Много хорошего досталось по наследству Василию Макаровичу от своей мудрой и дальновидной матери - человечность, совестливость, душевность, щедрость, природный ум и смекалка, жизнестойкость, мужество.

Материнская участливость и чувство Родины - два светлых родника, которые питали внутренний мир Шукшина и держали его на этой земле. Если следовать многоликому христианскому пониманию слова "любовь", то все вышесказанное тоже является частью потаенной любви Шукшина. И образ матери нерасторжим у Василия Макаровича с родными местами, откуда он шагнул в огромный мир.

"И какая-то огромная мощь чудится мне там, на родине, какая-то животворная сила, которой надо коснуться, чтобы обрести утраченный напор крови",- напишет он однажды.

А позже сделает извиняющийся жест, разъяснение:

А просто дорого мне все это, дороже потом ничего не было. Ну и делюсь. У тебя будет другое дорогое, у меня - это. А земля-то у нас одна.

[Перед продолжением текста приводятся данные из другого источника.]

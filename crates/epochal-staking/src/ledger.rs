//! # Stake Ledger
//!
//! Lock positions and pool-wide totals.
//!
//! ## Multiplier (defaults)
//!
//! | Lock | Multiplier | Weighted value of 1 000 units |
//! |------|------------|-------------------------------|
//! | 1 week | 1.000× | 1 000 |
//! | 26 weeks | 1.490× | 1 490 |
//! | 52 weeks | 2.000× | 2 000 |
//!
//! ## Lifecycle
//!
//! ```text
//! OPEN(principal > 0) --reduce(partial)--> OPEN(reduced)
//!        |                                      |
//!        +--reduce(full) / emergency exit-------+--> CLOSED(principal = 0)
//! ```
//!
//! Every change to a stake's weight bumps the ledger revision and is appended
//! to that stake's weight history, so an epoch snapshot taken at revision `r`
//! can later recover exactly the weight each stake had at that moment.

use crate::config::AdminConfig;
use crate::constants::{MULTIPLIER_BASE, WEEK};
use crate::error::{Result, StakingError};
use crate::math::mul_div;
use crate::penalty::{apply_bps, PenaltyCurve};
use crate::types::{AccountId, RewardAsset, StakeId, Timestamp};
use serde::{Deserialize, Serialize};
use std::collections::{BTreeMap, HashMap};

/// Weighted value of `principal` at `multiplier`
pub fn weighted_value(principal: u128, multiplier: u32) -> Result<u128> {
    mul_div(principal, multiplier as u128, MULTIPLIER_BASE as u128)
        .ok_or(StakingError::Overflow("weighted stake"))
}

/// A stake's weight from a given ledger revision onward
#[derive(Clone, Copy, Debug, PartialEq, Eq, Serialize, Deserialize)]
pub struct WeightCheckpoint {
    pub revision: u64,
    pub weighted: u128,
}

/// A locked deposit
#[derive(Clone, Debug, PartialEq, Eq, Serialize, Deserialize)]
pub struct Stake {
    /// Stake ID
    pub id: StakeId,

    /// Owner address
    pub owner: AccountId,

    /// Remaining principal
    pub principal: u128,

    /// Lock duration in weeks
    pub lock_weeks: u32,

    /// Deposit timestamp
    pub start_time: Timestamp,

    /// Lock multiplier (1000 = 1.0×)
    pub multiplier: u32,

    /// Rewards paid out so far, per stream
    pub rewards_paid: BTreeMap<RewardAsset, u128>,

    /// Weight history, ordered by revision
    weight_history: Vec<WeightCheckpoint>,
}

impl Stake {
    /// Current weighted value (0 once closed)
    pub fn weighted(&self) -> u128 {
        self.weight_history
            .last()
            .map(|checkpoint| checkpoint.weighted)
            .unwrap_or(0)
    }

    /// Lock end timestamp
    pub fn unlock_time(&self) -> Timestamp {
        self.start_time
            .saturating_add((self.lock_weeks as u64).saturating_mul(WEEK))
    }

    /// Principal not yet withdrawn
    pub fn is_open(&self) -> bool {
        self.principal > 0
    }

    /// Whether the lock is still running
    pub fn is_locked(&self, now: Timestamp) -> bool {
        now < self.unlock_time()
    }

    /// Weight the stake had at ledger revision `revision`
    pub fn weight_at(&self, revision: u64) -> u128 {
        let idx = self
            .weight_history
            .partition_point(|checkpoint| checkpoint.revision <= revision);
        if idx == 0 {
            0
        } else {
            self.weight_history[idx - 1].weighted
        }
    }

    /// Rewards paid out from `asset` so far
    pub fn rewards_paid_for(&self, asset: &RewardAsset) -> u128 {
        self.rewards_paid.get(asset).copied().unwrap_or(0)
    }
}

/// Lock status view
#[derive(Clone, Copy, Debug, PartialEq, Eq, Serialize, Deserialize)]
pub struct LockStatus {
    pub locked: bool,
    pub unlock_time: Timestamp,
}

/// Pool-wide aggregates over open stakes
#[derive(Clone, Copy, Debug, Default, PartialEq, Eq, Serialize, Deserialize)]
pub struct PoolTotals {
    /// Σ principal
    pub total_principal: u128,
    /// Σ principal × multiplier / 1000
    pub weighted_stake: u128,
    /// Number of open stakes
    pub open_stakes: u64,
    /// Early-withdrawal and emergency penalties kept by the pool
    pub retained_penalties: u128,
}

/// Result of a withdrawal
#[derive(Clone, Copy, Debug, PartialEq, Eq, Serialize, Deserialize)]
pub struct Reduction {
    /// Principal removed from the stake
    pub withdrawn: u128,
    /// Amount returned to the owner
    pub net: u128,
    /// Amount retained by the pool
    pub penalty: u128,
    /// Whether the stake is now closed
    pub closed: bool,
}

/// State needed to undo one ledger mutation
#[derive(Clone, Debug)]
pub(crate) struct LedgerUndo {
    stake_id: StakeId,
    previous: Option<Stake>,
    totals: PoolTotals,
    revision: u64,
    next_id: StakeId,
}

/// All stakes and their pool totals
#[derive(Clone, Debug)]
pub struct StakeLedger {
    stakes: BTreeMap<StakeId, Stake>,
    by_owner: HashMap<AccountId, Vec<StakeId>>,
    totals: PoolTotals,
    next_id: StakeId,
    revision: u64,
}

impl Default for StakeLedger {
    fn default() -> Self {
        Self::new()
    }
}

impl StakeLedger {
    pub fn new() -> Self {
        Self {
            stakes: BTreeMap::new(),
            by_owner: HashMap::new(),
            totals: PoolTotals::default(),
            next_id: 1,
            revision: 0,
        }
    }

    /// Pool totals
    pub fn totals(&self) -> PoolTotals {
        self.totals
    }

    /// Current ledger revision
    pub fn revision(&self) -> u64 {
        self.revision
    }

    /// Get a stake
    pub fn get(&self, stake_id: StakeId) -> Result<&Stake> {
        self.stakes
            .get(&stake_id)
            .ok_or(StakingError::StakeNotFound(stake_id))
    }

    /// Get a stake owned by `caller`
    pub fn get_owned(&self, stake_id: StakeId, caller: &AccountId) -> Result<&Stake> {
        let stake = self.get(stake_id)?;
        if stake.owner != *caller {
            return Err(StakingError::NotOwner(stake_id));
        }
        Ok(stake)
    }

    /// All stakes of `owner`, open and closed, in creation order
    pub fn stakes_of(&self, owner: &AccountId) -> Vec<&Stake> {
        self.by_owner
            .get(owner)
            .map(|ids| ids.iter().filter_map(|id| self.stakes.get(id)).collect())
            .unwrap_or_default()
    }

    /// Iterate over every stake
    pub fn iter(&self) -> impl Iterator<Item = &Stake> {
        self.stakes.values()
    }

    /// Open a new stake
    pub fn open(
        &mut self,
        owner: AccountId,
        amount: u128,
        lock_weeks: u32,
        config: &AdminConfig,
        now: Timestamp,
    ) -> Result<StakeId> {
        config.check_amount(amount)?;
        let multiplier = config.multiplier_for(lock_weeks)?;
        let weighted = weighted_value(amount, multiplier)?;

        let total_principal = self
            .totals
            .total_principal
            .checked_add(amount)
            .ok_or(StakingError::Overflow("pool principal"))?;
        let weighted_stake = self
            .totals
            .weighted_stake
            .checked_add(weighted)
            .ok_or(StakingError::Overflow("pool weighted stake"))?;
        let next_id = self
            .next_id
            .checked_add(1)
            .ok_or(StakingError::Overflow("stake id"))?;

        let id = self.next_id;
        self.revision += 1;
        let stake = Stake {
            id,
            owner,
            principal: amount,
            lock_weeks,
            start_time: now,
            multiplier,
            rewards_paid: BTreeMap::new(),
            weight_history: vec![WeightCheckpoint {
                revision: self.revision,
                weighted,
            }],
        };

        self.stakes.insert(id, stake);
        self.by_owner.entry(owner).or_default().push(id);
        self.next_id = next_id;
        self.totals.total_principal = total_principal;
        self.totals.weighted_stake = weighted_stake;
        self.totals.open_stakes += 1;

        Ok(id)
    }

    /// Withdraw `amount` of principal (0 = everything).
    ///
    /// Penalised by `penalty` while the lock is running. Reward settlement is
    /// the caller's job and must happen first.
    pub fn reduce(
        &mut self,
        stake_id: StakeId,
        caller: &AccountId,
        amount: u128,
        penalty: &PenaltyCurve,
        now: Timestamp,
    ) -> Result<Reduction> {
        let stake = self.open_stake_of(stake_id, caller)?;
        let withdrawn = if amount == 0 { stake.principal } else { amount };
        if withdrawn > stake.principal {
            return Err(StakingError::ExceedsPrincipal {
                requested: withdrawn,
                principal: stake.principal,
            });
        }
        let penalty = penalty.penalty_amount(withdrawn, stake.unlock_time(), now);
        self.apply_reduction(stake_id, withdrawn, penalty)
    }

    /// Close the whole stake at a flat penalty, ignoring the lock.
    ///
    /// The penalty only applies while the lock is still running.
    pub fn emergency_exit(
        &mut self,
        stake_id: StakeId,
        caller: &AccountId,
        penalty_bps: u32,
        now: Timestamp,
    ) -> Result<Reduction> {
        let stake = self.open_stake_of(stake_id, caller)?;
        let withdrawn = stake.principal;
        let penalty = if stake.is_locked(now) {
            apply_bps(withdrawn, penalty_bps)
        } else {
            0
        };
        self.apply_reduction(stake_id, withdrawn, penalty)
    }

    /// Lock status of a stake
    pub fn is_locked(&self, stake_id: StakeId, now: Timestamp) -> Result<LockStatus> {
        let stake = self.get(stake_id)?;
        Ok(LockStatus {
            locked: stake.is_open() && stake.is_locked(now),
            unlock_time: stake.unlock_time(),
        })
    }

    /// Add to a stake's paid-out counter for `asset`
    pub(crate) fn record_paid(
        &mut self,
        stake_id: StakeId,
        asset: RewardAsset,
        amount: u128,
    ) -> Result<()> {
        let stake = self
            .stakes
            .get_mut(&stake_id)
            .ok_or(StakingError::StakeNotFound(stake_id))?;
        let paid = stake.rewards_paid.entry(asset).or_insert(0);
        *paid = paid
            .checked_add(amount)
            .ok_or(StakingError::Overflow("rewards paid"))?;
        Ok(())
    }

    /// Recompute totals from the open stakes and compare
    pub fn verify_totals(&self) -> bool {
        let mut principal = 0u128;
        let mut weighted = 0u128;
        let mut open = 0u64;
        for stake in self.stakes.values().filter(|s| s.is_open()) {
            let Ok(value) = weighted_value(stake.principal, stake.multiplier) else {
                return false;
            };
            principal = principal.saturating_add(stake.principal);
            weighted = weighted.saturating_add(value);
            open += 1;
        }
        principal == self.totals.total_principal
            && weighted == self.totals.weighted_stake
            && open == self.totals.open_stakes
    }

    /// Capture what is needed to undo a mutation of `stake_id`
    pub(crate) fn undo_point(&self, stake_id: StakeId) -> LedgerUndo {
        LedgerUndo {
            stake_id,
            previous: self.stakes.get(&stake_id).cloned(),
            totals: self.totals,
            revision: self.revision,
            next_id: self.next_id,
        }
    }

    /// Capture what is needed to undo the next `open`
    pub(crate) fn undo_point_for_open(&self) -> LedgerUndo {
        self.undo_point(self.next_id)
    }

    /// Revert to an undo point
    pub(crate) fn rollback(&mut self, undo: LedgerUndo) {
        match undo.previous {
            Some(stake) => {
                self.stakes.insert(undo.stake_id, stake);
            }
            None => {
                if let Some(stake) = self.stakes.remove(&undo.stake_id) {
                    if let Some(ids) = self.by_owner.get_mut(&stake.owner) {
                        ids.retain(|id| *id != undo.stake_id);
                        if ids.is_empty() {
                            self.by_owner.remove(&stake.owner);
                        }
                    }
                }
            }
        }
        self.totals = undo.totals;
        self.revision = undo.revision;
        self.next_id = undo.next_id;
    }

    fn open_stake_of(&self, stake_id: StakeId, caller: &AccountId) -> Result<&Stake> {
        let stake = self.get_owned(stake_id, caller)?;
        if !stake.is_open() {
            return Err(StakingError::StakeClosed(stake_id));
        }
        Ok(stake)
    }

    fn apply_reduction(
        &mut self,
        stake_id: StakeId,
        withdrawn: u128,
        penalty: u128,
    ) -> Result<Reduction> {
        let stake = self.get(stake_id)?;
        let old_weighted = stake.weighted();
        let principal = stake.principal - withdrawn;
        let new_weighted = weighted_value(principal, stake.multiplier)?;
        let closed = principal == 0;

        let retained = self
            .totals
            .retained_penalties
            .checked_add(penalty)
            .ok_or(StakingError::Overflow("retained penalties"))?;

        self.revision += 1;
        let revision = self.revision;
        let stake = self
            .stakes
            .get_mut(&stake_id)
            .ok_or(StakingError::StakeNotFound(stake_id))?;
        stake.principal = principal;
        stake.weight_history.push(WeightCheckpoint {
            revision,
            weighted: new_weighted,
        });

        self.totals.total_principal -= withdrawn;
        self.totals.weighted_stake -= old_weighted - new_weighted;
        self.totals.retained_penalties = retained;
        if closed {
            self.totals.open_stakes -= 1;
        }

        Ok(Reduction {
            withdrawn,
            net: withdrawn - penalty,
            penalty,
            closed,
        })
    }
}
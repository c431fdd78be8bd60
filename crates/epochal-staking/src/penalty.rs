//! # Early-Withdrawal Penalty
//!
//! Withdrawing before a lock expires costs a share of the withdrawn amount.
//! The share ramps linearly to zero over the final weeks of the lock.
//!
//! | Remaining lock | Penalty (defaults) |
//! |----------------|--------------------|
//! | ≥ 4 weeks | 50% |
//! | 3 weeks | 37.5% |
//! | 2 weeks | 25% |
//! | 1 week | 12.5% |
//! | unlocked | 0% |
//!
//! Penalties stay in the pool; they are neither burned nor redistributed.

use crate::constants::{BPS_DENOMINATOR, WEEK};
use crate::math::mul_div;
use crate::types::Timestamp;
use serde::{Deserialize, Serialize};

/// Linear penalty ramp
#[derive(Clone, Copy, Debug, PartialEq, Eq, Serialize, Deserialize)]
pub struct PenaltyCurve {
    /// Penalty while at least `reduction_window_weeks` remain, in basis points
    pub max_penalty_bps: u32,
    /// Weeks over which the penalty ramps down to zero
    pub reduction_window_weeks: u32,
}

impl PenaltyCurve {
    pub fn new(max_penalty_bps: u32, reduction_window_weeks: u32) -> Self {
        Self {
            max_penalty_bps,
            reduction_window_weeks,
        }
    }

    /// Penalty in basis points for `remaining_weeks` of lock left
    pub fn penalty_bps(&self, remaining_weeks: u64) -> u32 {
        if remaining_weeks == 0 {
            return 0;
        }
        let window = self.reduction_window_weeks as u64;
        if window == 0 || remaining_weeks >= window {
            return self.max_penalty_bps;
        }
        (self.max_penalty_bps as u64 * remaining_weeks / window) as u32
    }

    /// Penalty in basis points for a lock ending at `unlock_time`
    pub fn penalty_bps_at(&self, unlock_time: Timestamp, now: Timestamp) -> u32 {
        self.penalty_bps(remaining_weeks(unlock_time, now))
    }

    /// Penalty owed on withdrawing `amount`
    pub fn penalty_amount(&self, amount: u128, unlock_time: Timestamp, now: Timestamp) -> u128 {
        apply_bps(amount, self.penalty_bps_at(unlock_time, now))
    }
}

impl Default for PenaltyCurve {
    fn default() -> Self {
        Self {
            max_penalty_bps: 5_000,
            reduction_window_weeks: 4,
        }
    }
}

/// Whole weeks left until `unlock_time`, rounded up
pub fn remaining_weeks(unlock_time: Timestamp, now: Timestamp) -> u64 {
    unlock_time.saturating_sub(now).div_ceil(WEEK)
}

/// `floor(amount * bps / 10_000)`, capped at `amount`
pub fn apply_bps(amount: u128, bps: u32) -> u128 {
    let bps = (bps as u128).min(BPS_DENOMINATOR);
    mul_div(amount, bps, BPS_DENOMINATOR).unwrap_or(amount)
}

#[cfg(test)]
mod tests {
    use super::*;

    #[test]
    fn test_penalty_ramp() {
        let curve = PenaltyCurve::new(5_000, 4);
        assert_eq!(curve.penalty_bps(52), 5_000);
        assert_eq!(curve.penalty_bps(4), 5_000);
        assert_eq!(curve.penalty_bps(3), 3_750);
        assert_eq!(curve.penalty_bps(2), 2_500);
        assert_eq!(curve.penalty_bps(1), 1_250);
        assert_eq!(curve.penalty_bps(0), 0);
    }

    #[test]
    fn test_remaining_weeks_rounds_up() {
        assert_eq!(remaining_weeks(WEEK, 0), 1);
        assert_eq!(remaining_weeks(WEEK + 1, 0), 2);
        assert_eq!(remaining_weeks(WEEK, WEEK), 0);
        assert_eq!(remaining_weeks(WEEK, 2 * WEEK), 0);
    }

    #[test]
    fn test_penalty_amount() {
        let curve = PenaltyCurve::default();
        // 10 weeks left: full 50%
        assert_eq!(curve.penalty_amount(1_000, 10 * WEEK, 0), 500);
        // Two weeks left: 25%
        assert_eq!(curve.penalty_amount(1_000, 10 * WEEK, 8 * WEEK), 250);
        // Unlocked
        assert_eq!(curve.penalty_amount(1_000, 10 * WEEK, 10 * WEEK), 0);
    }

    #[test]
    fn test_zero_window_is_flat() {
        let curve = PenaltyCurve::new(1_000, 0);
        assert_eq!(curve.penalty_bps(1), 1_000);
        assert_eq!(curve.penalty_bps(0), 0);
    }

    #[test]
    fn test_apply_bps_caps() {
        assert_eq!(apply_bps(100, 20_000), 100);
        assert_eq!(apply_bps(u128::MAX, 10_000), u128::MAX);
    }
}
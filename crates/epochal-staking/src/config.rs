//! Administrative configuration
//!
//! Bounds, curve constants, the emergency-exit switch and privileged
//! identities. The engine clones the current configuration once at the start
//! of every operation, so a concurrent update never changes the rules halfway
//! through a calculation.
//!
//! Loaded from TOML:
//!
//! ```toml
//! min_stake = "1000000000000000000"
//! max_lock_weeks = 52
//! emergency_exit_enabled = false
//! admin = "0101010101010101010101010101010101010101010101010101010101010101"
//!
//! [penalty]
//! max_penalty_bps = 5000
//! reduction_window_weeks = 4
//! ```

use crate::constants::*;
use crate::error::{Result, StakingError};
use crate::math::mul_div;
use crate::penalty::PenaltyCurve;
use crate::types::{AccountId, AssetId};
use serde::{Deserialize, Serialize};
use std::path::Path;

/// Lock-duration multiplier curve (fixed point, `MULTIPLIER_BASE` = 1.0×)
#[derive(Clone, Copy, Debug, PartialEq, Eq, Serialize, Deserialize)]
pub struct MultiplierCurve {
    /// Multiplier at the minimum lock period
    #[serde(default = "default_base_multiplier")]
    pub base: u32,
    /// Multiplier at the maximum lock period
    #[serde(default = "default_max_multiplier")]
    pub max: u32,
}

fn default_base_multiplier() -> u32 {
    MULTIPLIER_BASE
}

fn default_max_multiplier() -> u32 {
    MAX_MULTIPLIER
}

impl Default for MultiplierCurve {
    fn default() -> Self {
        Self {
            base: default_base_multiplier(),
            max: default_max_multiplier(),
        }
    }
}

impl MultiplierCurve {
    /// Multiplier for a lock of `lock_weeks` within `[min_weeks, max_weeks]`.
    ///
    /// Linear from `base` to `max`, computed in integers and pinned to `max`
    /// at the maximum lock period.
    pub fn multiplier(&self, lock_weeks: u32, min_weeks: u32, max_weeks: u32) -> u32 {
        if lock_weeks >= max_weeks {
            return self.max;
        }
        let span = max_weeks.saturating_sub(min_weeks) as u64;
        if span == 0 {
            return self.max;
        }
        let steps = lock_weeks.saturating_sub(min_weeks) as u64;
        let range = self.max.saturating_sub(self.base) as u64;
        let bonus = (steps * range / span) as u32;
        self.base.saturating_add(bonus).min(self.max)
    }
}

/// Engine configuration owned by the administrator
#[derive(Clone, Debug, PartialEq, Eq, Serialize, Deserialize)]
pub struct AdminConfig {
    /// Smallest accepted deposit (base units)
    #[serde(default = "default_min_stake", with = "amount_string")]
    pub min_stake: u128,

    /// Largest accepted deposit (base units)
    #[serde(default = "default_max_stake", with = "amount_string")]
    pub max_stake: u128,

    /// Shortest lock period
    #[serde(default = "default_min_lock_weeks")]
    pub min_lock_weeks: u32,

    /// Longest lock period
    #[serde(default = "default_max_lock_weeks")]
    pub max_lock_weeks: u32,

    /// Whether emergency exit is allowed
    #[serde(default)]
    pub emergency_exit_enabled: bool,

    /// Flat penalty for emergency exit of a locked stake (basis points)
    #[serde(default = "default_emergency_penalty_bps")]
    pub emergency_exit_penalty_bps: u32,

    /// Reject stake and claim operations while set
    #[serde(default)]
    pub paused: bool,

    /// Administrator
    #[serde(with = "hex_account")]
    pub admin: AccountId,

    /// Accounts allowed to record epoch emissions (besides the admin)
    #[serde(default, with = "hex_accounts")]
    pub emission_operators: Vec<AccountId>,

    /// Accounts allowed to deposit revenue (besides the admin)
    #[serde(default, with = "hex_accounts")]
    pub revenue_depositors: Vec<AccountId>,

    /// Revenue assets whitelisted at start-up
    #[serde(default)]
    pub revenue_assets: Vec<AssetId>,

    /// Lock-duration multiplier
    #[serde(default)]
    pub multiplier: MultiplierCurve,

    /// Early-withdrawal penalty ramp
    #[serde(default)]
    pub penalty: PenaltyCurve,
}

fn default_min_stake() -> u128 {
    DEFAULT_MIN_STAKE
}

fn default_max_stake() -> u128 {
    DEFAULT_MAX_STAKE
}

fn default_min_lock_weeks() -> u32 {
    MIN_LOCK_WEEKS
}

fn default_max_lock_weeks() -> u32 {
    MAX_LOCK_WEEKS
}

fn default_emergency_penalty_bps() -> u32 {
    DEFAULT_EMERGENCY_PENALTY_BPS
}

impl AdminConfig {
    /// Default configuration administered by `admin`
    pub fn new(admin: AccountId) -> Self {
        Self {
            min_stake: default_min_stake(),
            max_stake: default_max_stake(),
            min_lock_weeks: default_min_lock_weeks(),
            max_lock_weeks: default_max_lock_weeks(),
            emergency_exit_enabled: false,
            emergency_exit_penalty_bps: default_emergency_penalty_bps(),
            paused: false,
            admin,
            emission_operators: Vec::new(),
            revenue_depositors: Vec::new(),
            revenue_assets: Vec::new(),
            multiplier: MultiplierCurve::default(),
            penalty: PenaltyCurve::default(),
        }
    }

    /// Parse and validate a TOML document
    pub fn from_toml_str(content: &str) -> Result<Self> {
        let config: Self =
            toml::from_str(content).map_err(|e| StakingError::InvalidConfig(e.to_string()))?;
        config.validate()?;
        Ok(config)
    }

    /// Load and validate a TOML file
    pub fn load(path: impl AsRef<Path>) -> Result<Self> {
        let path = path.as_ref();
        let content = std::fs::read_to_string(path)
            .map_err(|e| StakingError::InvalidConfig(format!("{}: {}", path.display(), e)))?;
        Self::from_toml_str(&content)
    }

    /// Render as TOML
    pub fn to_toml_string(&self) -> Result<String> {
        toml::to_string(self).map_err(|e| StakingError::InvalidConfig(e.to_string()))
    }

    /// Check internal consistency
    pub fn validate(&self) -> Result<()> {
        let invalid = |msg: &str| -> Result<()> { Err(StakingError::InvalidConfig(msg.to_string())) };

        if self.min_stake == 0 {
            return invalid("min_stake must be non-zero");
        }
        if self.min_stake > self.max_stake {
            return invalid("min_stake exceeds max_stake");
        }
        if self.min_lock_weeks == 0 {
            return invalid("min_lock_weeks must be at least 1");
        }
        if self.min_lock_weeks > self.max_lock_weeks {
            return invalid("min_lock_weeks exceeds max_lock_weeks");
        }
        if self.multiplier.base == 0 || self.multiplier.base > self.multiplier.max {
            return invalid("multiplier base must be non-zero and not exceed max");
        }
        if mul_div(
            self.max_stake,
            self.multiplier.max as u128,
            MULTIPLIER_BASE as u128,
        )
        .is_none()
        {
            return invalid("max_stake at the maximum multiplier overflows the weighted stake");
        }
        if self.penalty.max_penalty_bps > BPS_DENOMINATOR as u32 {
            return invalid("max_penalty_bps exceeds 10000");
        }
        if self.emergency_exit_penalty_bps > BPS_DENOMINATOR as u32 {
            return invalid("emergency_exit_penalty_bps exceeds 10000");
        }
        Ok(())
    }

    /// Validate a deposit amount
    pub fn check_amount(&self, amount: u128) -> Result<()> {
        if amount < self.min_stake || amount > self.max_stake {
            return Err(StakingError::AmountOutOfRange {
                amount,
                min: self.min_stake,
                max: self.max_stake,
            });
        }
        Ok(())
    }

    /// Validate a lock period and return its multiplier
    pub fn multiplier_for(&self, lock_weeks: u32) -> Result<u32> {
        if lock_weeks < self.min_lock_weeks || lock_weeks > self.max_lock_weeks {
            return Err(StakingError::LockOutOfRange {
                weeks: lock_weeks,
                min: self.min_lock_weeks,
                max: self.max_lock_weeks,
            });
        }
        Ok(self
            .multiplier
            .multiplier(lock_weeks, self.min_lock_weeks, self.max_lock_weeks))
    }

    /// Whether `caller` is the administrator
    pub fn is_admin(&self, caller: &AccountId) -> bool {
        self.admin == *caller
    }

    /// Whether `caller` may record emissions
    pub fn can_record_emission(&self, caller: &AccountId) -> bool {
        self.is_admin(caller) || self.emission_operators.contains(caller)
    }

    /// Whether `caller` may deposit revenue
    pub fn can_deposit_revenue(&self, caller: &AccountId) -> bool {
        self.is_admin(caller) || self.revenue_depositors.contains(caller)
    }
}

/// `u128` amounts as decimal strings (TOML integers are 64-bit)
mod amount_string {
    use serde::{de, Deserialize, Deserializer, Serializer};

    #[derive(Deserialize)]
    #[serde(untagged)]
    enum Repr {
        Text(String),
        Number(u64),
    }

    pub fn serialize<S: Serializer>(value: &u128, serializer: S) -> Result<S::Ok, S::Error> {
        serializer.serialize_str(&value.to_string())
    }

    pub fn deserialize<'de, D: Deserializer<'de>>(deserializer: D) -> Result<u128, D::Error> {
        match Repr::deserialize(deserializer)? {
            Repr::Text(s) => s.parse().map_err(de::Error::custom),
            Repr::Number(n) => Ok(n as u128),
        }
    }
}

mod hex_account {
    use crate::types::AccountId;
    use serde::{de, Deserialize, Deserializer, Serializer};

    pub fn serialize<S: Serializer>(value: &AccountId, serializer: S) -> Result<S::Ok, S::Error> {
        serializer.serialize_str(&hex::encode(value))
    }

    pub fn deserialize<'de, D: Deserializer<'de>>(deserializer: D) -> Result<AccountId, D::Error> {
        let s = String::deserialize(deserializer)?;
        parse(&s).map_err(de::Error::custom)
    }

    pub(super) fn parse(s: &str) -> Result<AccountId, hex::FromHexError> {
        let mut id = [0u8; 32];
        hex::decode_to_slice(s, &mut id)?;
        Ok(id)
    }
}

mod hex_accounts {
    use crate::types::AccountId;
    use serde::{de, ser::SerializeSeq, Deserialize, Deserializer, Serializer};

    pub fn serialize<S: Serializer>(
        values: &[AccountId],
        serializer: S,
    ) -> Result<S::Ok, S::Error> {
        let mut seq = serializer.serialize_seq(Some(values.len()))?;
        for value in values {
            seq.serialize_element(&hex::encode(value))?;
        }
        seq.end()
    }

    pub fn deserialize<'de, D: Deserializer<'de>>(
        deserializer: D,
    ) -> Result<Vec<AccountId>, D::Error> {
        Vec::<String>::deserialize(deserializer)?
            .iter()
            .map(|s| super::hex_account::parse(s).map_err(de::Error::custom))
            .collect()
    }
}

"Случаи", "истории", которые поведает Мария Сергеевна сыну в минуты сокровенные, Василий Макарович положит потом в основу рассказа "Сны матери". Насколько самобытна, фольклорна, образна речь матери Шукшина, можно оценить по одному только отрывку из этого рассказа:

- А вот сон тоже. Лежала я в больнице, а со мной вместе девушка одна лежала, сиротка. Я приголубила ее, она меня и полюбила. Да так привыкла! Ночевать потом ко мне ходила, когда мы из больницы-то выписались. А работала она на складе весовщицей. Каждый вечер, бывало, идет: "Мария Сергеевна, я опять к вам". Давай, милая, все веселей двоим-то.